Start of Working data
// Utility helpers for lenient parsing, label resolution and basic statistics.
//
// Inputs come from hand-edited configuration, so all the "dirty" value
// handling lives here and the stages can assume clean, typed values.
use chrono::Weekday;
use num_format::{Locale, ToFormattedString};
use once_cell::sync::Lazy;
use serde_json::Value;

/// Calendar days in breakdown order, Monday first.
pub static WEEKDAY_NAMES: Lazy<Vec<String>> = Lazy::new(|| {
    let mut day = Weekday::Mon;
    let mut names = Vec::with_capacity(7);
    for _ in 0..7 {
        names.push(weekday_name(day).to_string());
        day = day.succ();
    }
    names
});

fn weekday_name(day: Weekday) -> &'static str {
    match day {
        Weekday::Mon => "Monday",
        Weekday::Tue => "Tuesday",
        Weekday::Wed => "Wednesday",
        Weekday::Thu => "Thursday",
        Weekday::Fri => "Friday",
        Weekday::Sat => "Saturday",
        Weekday::Sun => "Sunday",
    }
}

/// Pick the display label for a configuration entry.
///
/// Precedence is `label`, then `name`, then `fallback` (usually the id).
/// Empty or whitespace-only strings count as missing.
pub fn resolve_label<'a>(label: Option<&'a str>, name: Option<&'a str>, fallback: &'a str) -> &'a str {
    first_present(&[label, name]).unwrap_or(fallback)
}

/// First candidate that is present and not blank.
pub fn first_present<'a>(candidates: &[Option<&'a str>]) -> Option<&'a str> {
    candidates
        .iter()
        .flatten()
        .copied()
        .find(|s| !s.trim().is_empty())
}

/// Parse a count from a string, forgiving thousands separators and
/// fractional parts. Negative or unparseable values yield `None`.
pub fn parse_u32_safe(s: Option<&str>) -> Option<u32> {
    let s = s?.trim();
    if s.is_empty() {
        return None;
    }
    let s = s.replace(',', "");
    let v = s.parse::<f64>().ok()?;
    count_from_f64(v)
}

fn count_from_f64(v: f64) -> Option<u32> {
    if !v.is_finite() || v < 0.0 {
        return None;
    }
    Some(v.floor().min(u32::MAX as f64) as u32)
}

/// Read a count out of an arbitrary JSON value; anything unusable is 0.
pub fn count_from_value(v: &Value) -> u32 {
    match v {
        Value::Number(n) => n.as_f64().and_then(count_from_f64).unwrap_or(0),
        Value::String(s) => parse_u32_safe(Some(s)).unwrap_or(0),
        _ => 0,
    }
}

/// Read a rating out of an arbitrary JSON value.
///
/// Only positive integers are ratings; `0`, fractions, negatives and
/// non-numeric values all mean "not rated".
pub fn rating_from_value(v: &Value) -> Option<u8> {
    let raw = match v {
        Value::Number(n) => n.as_f64()?,
        Value::String(s) => s.trim().parse::<f64>().ok()?,
        _ => return None,
    };
    if raw.fract() != 0.0 || raw < 1.0 || raw > u8::MAX as f64 {
        return None;
    }
    Some(raw as u8)
}

/// Identifier from a JSON string or number. Blank strings are absent.
pub fn id_from_value(v: &Value) -> Option<String> {
    match v {
        Value::String(s) if !s.trim().is_empty() => Some(s.clone()),
        Value::Number(n) => Some(n.to_string()),
        _ => None,
    }
}

pub fn average(v: &[f64]) -> f64 {
    // Arithmetic mean; 0 for an empty slice to avoid NaNs.
    if v.is_empty() {
        return 0.0;
    }
    let sum: f64 = v.iter().copied().sum();
    sum / v.len() as f64
}

/// `part / whole` as a rounded whole percentage, 0 when `whole` is 0.
pub fn percent(part: u32, whole: u32) -> u32 {
    if whole == 0 {
        return 0;
    }
    ((part as f64 / whole as f64) * 100.0).round() as u32
}

pub fn format_number(n: f64, decimals: usize) -> String {
    // Fixed decimals with locale-aware thousands separators (`1,234.50`).
    let neg = n.is_sign_negative() && n != 0.0;
    let abs_n = n.abs();
    let s = format!("{:.*}", decimals, abs_n);
    let mut parts = s.split('.');
    let int_part = parts.next().unwrap_or("0");
    let frac_part = parts.next();
    let int_val: i64 = int_part.parse().unwrap_or(0);
    let mut res = int_val.to_formatted_string(&Locale::en);
    if let Some(frac) = frac_part {
        if decimals > 0 {
            res.push('.');
            res.push_str(frac);
        }
    }
    if neg {
        format!("-{}", res)
    } else {
        res
    }
}

pub fn format_int<T>(n: T) -> String
where
    T: ToFormattedString,
{
    n.to_formatted_string(&Locale::en)
}

#[cfg(test)]
mod tests {
    use super::*;
    use serde_json::json;

    #[test]
    fn test_resolve_label_precedence() {
        assert_eq!(resolve_label(Some("Red Zone"), Some("RZ"), "rz"), "Red Zone");
        assert_eq!(resolve_label(None, Some("RZ"), "rz"), "RZ");
        assert_eq!(resolve_label(Some(""), Some("  "), "rz"), "rz");
    }

    #[test]
    fn test_counts_are_lenient() {
        assert_eq!(count_from_value(&json!(4)), 4);
        assert_eq!(count_from_value(&json!(4.9)), 4);
        assert_eq!(count_from_value(&json!("1,200")), 1200);
        assert_eq!(count_from_value(&json!(-3)), 0);
        assert_eq!(count_from_value(&json!("lots")), 0);
        assert_eq!(count_from_value(&Value::Null), 0);
    }

    #[test]
    fn test_ratings_must_be_positive_integers() {
        assert_eq!(rating_from_value(&json!(5)), Some(5));
        assert_eq!(rating_from_value(&json!("3")), Some(3));
        assert_eq!(rating_from_value(&json!(0)), None);
        assert_eq!(rating_from_value(&json!(3.5)), None);
        assert_eq!(rating_from_value(&json!(true)), None);
    }

    #[test]
    fn test_percent_rounds_and_guards_zero() {
        assert_eq!(percent(1, 3), 33);
        assert_eq!(percent(2, 3), 67);
        assert_eq!(percent(5, 0), 0);
    }

    #[test]
    fn test_weekdays_start_monday() {
        assert_eq!(WEEKDAY_NAMES.len(), 7);
        assert_eq!(WEEKDAY_NAMES[0], "Monday");
        assert_eq!(WEEKDAY_NAMES[6], "Sunday");
    }

    #[test]
    fn test_format_number() {
        assert_eq!(format_number(1234.5, 2), "1,234.50");
        assert_eq!(format_number(-2.0, 0), "-2");
        assert_eq!(format_number(0.0, 2), "0.00");
    }
}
End of Working data
What you are asked to do
What you give back must match the records word for word.

Solution for this exercise
// Utility helpers for lenient parsing, label resolution and basic statistics.
//
// Inputs come from hand-edited configuration, so all the "dirty" value
// handling lives here and the stages can assume clean, typed values.
use chrono::Weekday;
use num_format::{Locale, ToFormattedString};
use once_cell::sync::Lazy;
use serde_json::Value;

/// Calendar days in breakdown order, Monday first.
pub static WEEKDAY_NAMES: Lazy<Vec<String>> = Lazy::new(|| {
    let mut day = Weekday::Mon;
    let mut names = Vec::with_capacity(7);
    for _ in 0..7 {
        names.push(weekday_name(day).to_string());
        day = day.succ();
    }
    names
});

fn weekday_name(day: Weekday) -> &'static str {
    match day {
        Weekday::Mon => "Monday",
        Weekday::Tue => "Tuesday",
        Weekday::Wed => "Wednesday",
        Weekday::Thu => "Thursday",
        Weekday::Fri => "Friday",
        Weekday::Sat => "Saturday",
        Weekday::Sun => "Sunday",
    }
}

/// Pick the display label for a configuration entry.
///
/// Precedence is `label`, then `name`, then `fallback` (usually the id).
/// Empty or whitespace-only strings count as missing.
pub fn resolve_label<'a>(label: Option<&'a str>, name: Option<&'a str>, fallback: &'a str) -> &'a str {
    first_present(&[label, name]).unwrap_or(fallback)
}

/// First candidate that is present and not blank.
pub fn first_present<'a>(candidates: &[Option<&'a str>]) -> Option<&'a str> {
    candidates
        .iter()
        .flatten()
        .copied()
        .find(|s| !s.trim().is_empty())
}

/// Parse a count from a string, forgiving thousands separators and
/// fractional parts. Negative or unparseable values yield `None`.
pub fn parse_u32_safe(s: Option<&str>) -> Option<u32> {
    let s = s?.trim();
    if s.is_empty() {
        return None;
    }
    let s = s.replace(',', "");
    let v = s.parse::<f64>().ok()?;
    count_from_f64(v)
}

fn count_from_f64(v: f64) -> Option<u32> {
    if !v.is_finite() || v < 0.0 {
        return None;
    }
    Some(v.floor().min(u32::MAX as f64) as u32)
}

/// Read a count out of an arbitrary JSON value; anything unusable is 0.
pub fn count_from_value(v: &Value) -> u32 {
    match v {
        Value::Number(n) => n.as_f64().and_then(count_from_f64).unwrap_or(0),
        Value::String(s) => parse_u32_safe(Some(s)).unwrap_or(0),
        _ => 0,
    }
}

/// Read a rating out of an arbitrary JSON value.
///
/// Only positive integers are ratings; `0`, fractions, negatives and
/// non-numeric values all mean "not rated".
pub fn rating_from_value(v: &Value) -> Option<u8> {
    let raw = match v {
        Value::Number(n) => n.as_f64()?,
        Value::String(s) => s.trim().parse::<f64>().ok()?,
        _ => return None,
    };
    if raw.fract() != 0.0 || raw < 1.0 || raw > u8::MAX as f64 {
        return None;
    }
    Some(raw as u8)
}

/// Identifier from a JSON string or number. Blank strings are absent.
pub fn id_from_value(v: &Value) -> Option<String> {
    match v {
        Value::String(s) if !s.trim().is_empty() => Some(s.clone()),
        Value::Number(n) => Some(n.to_string()),
        _ => None,
    }
}

pub fn average(v: &[f64]) -> f64 {
    // Arithmetic mean; 0 for an empty slice to avoid NaNs.
    if v.is_empty() {
        return 0.0;
    }
    let sum: f64 = v.iter().copied().sum();
    sum / v.len() as f64
}

/// `part / whole` as a rounded whole percentage, 0 when `whole` is 0.
pub fn percent(part: u32, whole: u32) -> u32 {
    if whole == 0 {
        return 0;
    }
    ((part as f64 / whole as f64) * 100.0).round() as u32
}

pub fn format_number(n: f64, decimals: usize) -> String {
    // Fixed decimals with locale-aware thousands separators (`1,234.50`).
    let neg = n.is_sign_negative() && n != 0.0;
    let abs_n = n.abs();
    let s = format!("{:.*}", decimals, abs_n);
    let mut parts = s.split('.');
    let int_part = parts.next().unwrap_or("0");
    let frac_part = parts.next();
    let int_val: i64 = int_part.parse().unwrap_or(0);
    let mut res = int_val.to_formatted_string(&Locale::en);
    if let Some(frac) = frac_part {
        if decimals > 0 {
            res.push('.');
            res.push_str(frac);
        }
    }
    if neg {
        format!("-{}", res)
    } else {
        res
    }
}

pub fn format_int<T>(n: T) -> String
where
    T: ToFormattedString,
{
    n.to_formatted_string(&Locale::en)
}

#[cfg(test)]
mod tests {
    use super::*;
    use serde_json::json;

    #[test]
    fn test_resolve_label_precedence() {
        assert_eq!(resolve_label(Some("Red Zone"), Some("RZ"), "rz"), "Red Zone");
        assert_eq!(resolve_label(None, Some("RZ"), "rz"), "RZ");
        assert_eq!(resolve_label(Some(""), Some("  "), "rz"), "rz");
    }

    #[test]
    fn test_counts_are_lenient() {
        assert_eq!(count_from_value(&json!(4)), 4);
        assert_eq!(count_from_value(&json!(4.9)), 4);
        assert_eq!(count_from_value(&json!("1,200")), 1200);
        assert_eq!(count_from_value(&json!(-3)), 0);
        assert_eq!(count_from_value(&json!("lots")), 0);
        assert_eq!(count_from_value(&Value::Null), 0);
    }

    #[test]
    fn test_ratings_must_be_positive_integers() {
        assert_eq!(rating_from_value(&json!(5)), Some(5));
        assert_eq!(rating_from_value(&json!("3")), Some(3));
        assert_eq!(rating_from_value(&json!(0)), None);
        assert_eq!(rating_from_value(&json!(3.5)), None);
        assert_eq!(rating_from_value(&json!(true)), None);
    }

    #[test]
    fn test_percent_rounds_and_guards_zero() {
        assert_eq!(percent(1, 3), 33);
        assert_eq!(percent(2, 3), 67);
        assert_eq!(percent(5, 0), 0);
    }

    #[test]
    fn test_weekdays_start_monday() {
        assert_eq!(WEEKDAY_NAMES.len(), 7);
        assert_eq!(WEEKDAY_NAMES[0], "Monday");
        assert_eq!(WEEKDAY_NAMES[6], "Sunday");
    }

    #[test]
    fn test_format_number() {
        assert_eq!(format_number(1234.5, 2), "1,234.50");
        assert_eq!(format_number(-2.0, 0), "-2");
        assert_eq!(format_number(0.0, 2), "0.00");
    }
}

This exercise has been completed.